Task to complete: How many lines in the records below contain the word "ItemHandle"? State that number and nothing more.

╭─ Source material

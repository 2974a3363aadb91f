//! [`progression_core::ItemOracle`] backed by a fixed item catalog.
use progression_core::{ErrorSeverity, GameError, ItemDefinition, ItemKind, ItemOracle, RngSource};

#[derive(Clone, Debug, PartialEq, Eq, thiserror::Error)]
pub enum CatalogError {
    #[error("item catalog is empty")]
    Empty,
}

impl GameError for CatalogError {
    fn severity(&self) -> ErrorSeverity {
        ErrorSeverity::Validation
    }

    fn error_code(&self) -> &'static str {
        match self {
            Self::Empty => "CATALOG_EMPTY",
        }
    }
}

/// Draws loot uniformly from a catalog of level 1 templates.
///
/// `adjust` scales a template to the map it dropped on:
///
/// - `level` becomes the map level and `sell_value` is multiplied by it
/// - every non-zero equipment bonus moves away from zero by a draw in
///   `[0, STAT_GROWTH_PER_LEVEL · (level − 1)]`, in `max_hp`, `damage`,
///   `accuracy` order
/// - potion heals grow by a draw in `[0, HEAL_GROWTH_PER_LEVEL · (level − 1)]`
///
/// Level 1 maps consume no draws.
#[derive(Clone, Debug)]
pub struct CatalogItemOracle {
    items: Vec<ItemDefinition>,
}

impl CatalogItemOracle {
    pub const STAT_GROWTH_PER_LEVEL: u32 = 1;
    pub const HEAL_GROWTH_PER_LEVEL: u32 = 5;

    /// # Errors
    ///
    /// Returns [`CatalogError::Empty`] when there is nothing to drop.
    pub fn new(items: Vec<ItemDefinition>) -> Result<Self, CatalogError> {
        if items.is_empty() {
            return Err(CatalogError::Empty);
        }
        Ok(Self { items })
    }

    pub fn items(&self) -> &[ItemDefinition] {
        &self.items
    }

    pub fn len(&self) -> usize {
        self.items.len()
    }

    pub fn is_empty(&self) -> bool {
        self.items.is_empty()
    }
}

impl ItemOracle for CatalogItemOracle {
    fn random_item(&self, rng: &mut dyn RngSource) -> ItemDefinition {
        let index = rng.below(self.items.len() as u32) as usize;
        // `new` rejects empty catalogs, so `index` is always in bounds.
        let item = self.items[index].clone();
        tracing::debug!(handle = %item.handle, name = %item.name, "drew catalog item");
        item
    }

    fn adjust(&self, item: &mut ItemDefinition, map_level: u32, rng: &mut dyn RngSource) {
        let level = map_level.max(1);
        let extra = level - 1;
        item.level = level;
        item.sell_value = item.sell_value.saturating_mul(level);

        match &mut item.kind {
            ItemKind::Potion { heal } => {
                *heal = grow(
                    *heal,
                    extra.saturating_mul(Self::HEAL_GROWTH_PER_LEVEL),
                    rng,
                );
            }
            ItemKind::Equipment { modifier, .. } => {
                let max_growth = extra.saturating_mul(Self::STAT_GROWTH_PER_LEVEL);
                modifier.max_hp = grow(modifier.max_hp, max_growth, rng);
                modifier.damage = grow(modifier.damage, max_growth, rng);
                modifier.accuracy = grow(modifier.accuracy, max_growth, rng);
            }
            ItemKind::Misc => {}
        }
    }
}

/// Moves a non-zero bonus away from zero; cursed (negative) bonuses get worse.
fn grow(bonus: i32, max_growth: u32, rng: &mut dyn RngSource) -> i32 {
    if bonus == 0 || max_growth == 0 {
        return bonus;
    }
    let step = rng.range(0, max_growth).min(i32::MAX as u32) as i32;
    bonus.saturating_add(step.saturating_mul(bonus.signum()))
}

#[cfg(test)]
mod tests {
    use super::*;
    use progression_core::{EquipSlot, EquipmentModifier, ItemHandle, ScriptedRng};

    fn catalog() -> CatalogItemOracle {
        CatalogItemOracle::new(vec![
            ItemDefinition::new(ItemHandle(1), "Red Potion", ItemKind::Potion { heal: 20 })
                .with_sell_value(4),
            ItemDefinition::new(
                ItemHandle(2),
                "Cursed Blade",
                ItemKind::Equipment {
                    slot: EquipSlot::Weapon,
                    modifier: EquipmentModifier::new(10, 2, -1),
                },
            )
            .with_sell_value(12),
            ItemDefinition::new(ItemHandle(3), "Bone", ItemKind::Misc).with_sell_value(1),
        ])
        .unwrap()
    }

    #[test]
    fn empty_catalog_is_rejected() {
        let err = CatalogItemOracle::new(Vec::new()).unwrap_err();
        assert_eq!(err, CatalogError::Empty);
        assert_eq!(err.error_code(), "CATALOG_EMPTY");
    }

    #[test]
    fn random_item_indexes_catalog() {
        let oracle = catalog();
        let mut rng = ScriptedRng::new([1, 7]);
        assert_eq!(oracle.random_item(&mut rng).name, "Cursed Blade");
        // Out-of-range script values clamp to the last entry.
        assert_eq!(oracle.random_item(&mut rng).name, "Bone");
    }

    #[test]
    fn adjust_scales_equipment_away_from_zero() {
        let oracle = catalog();
        let mut item = oracle.items()[1].clone();
        let mut rng = ScriptedRng::new([2, 1, 2]);

        oracle.adjust(&mut item, 3, &mut rng);

        assert_eq!(item.level, 3);
        assert_eq!(item.sell_value, 36);
        assert_eq!(item.modifier(), Some(EquipmentModifier::new(12, 3, -3)));
        assert_eq!(rng.consumed(), 3);
    }

    #[test]
    fn adjust_grows_potions() {
        let oracle = catalog();
        let mut item = oracle.items()[0].clone();
        let mut rng = ScriptedRng::new([7]);

        oracle.adjust(&mut item, 2, &mut rng);

        assert_eq!(item.kind, ItemKind::Potion { heal: 25 });
    }

    #[test]
    fn level_one_consumes_no_draws() {
        let oracle = catalog();
        let mut item = oracle.items()[1].clone();
        let mut rng = ScriptedRng::new([5, 5, 5]);

        oracle.adjust(&mut item, 1, &mut rng);

        assert_eq!(item, oracle.items()[1]);
        assert_eq!(rng.consumed(), 0);
    }
}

╰─

Problem solution: 4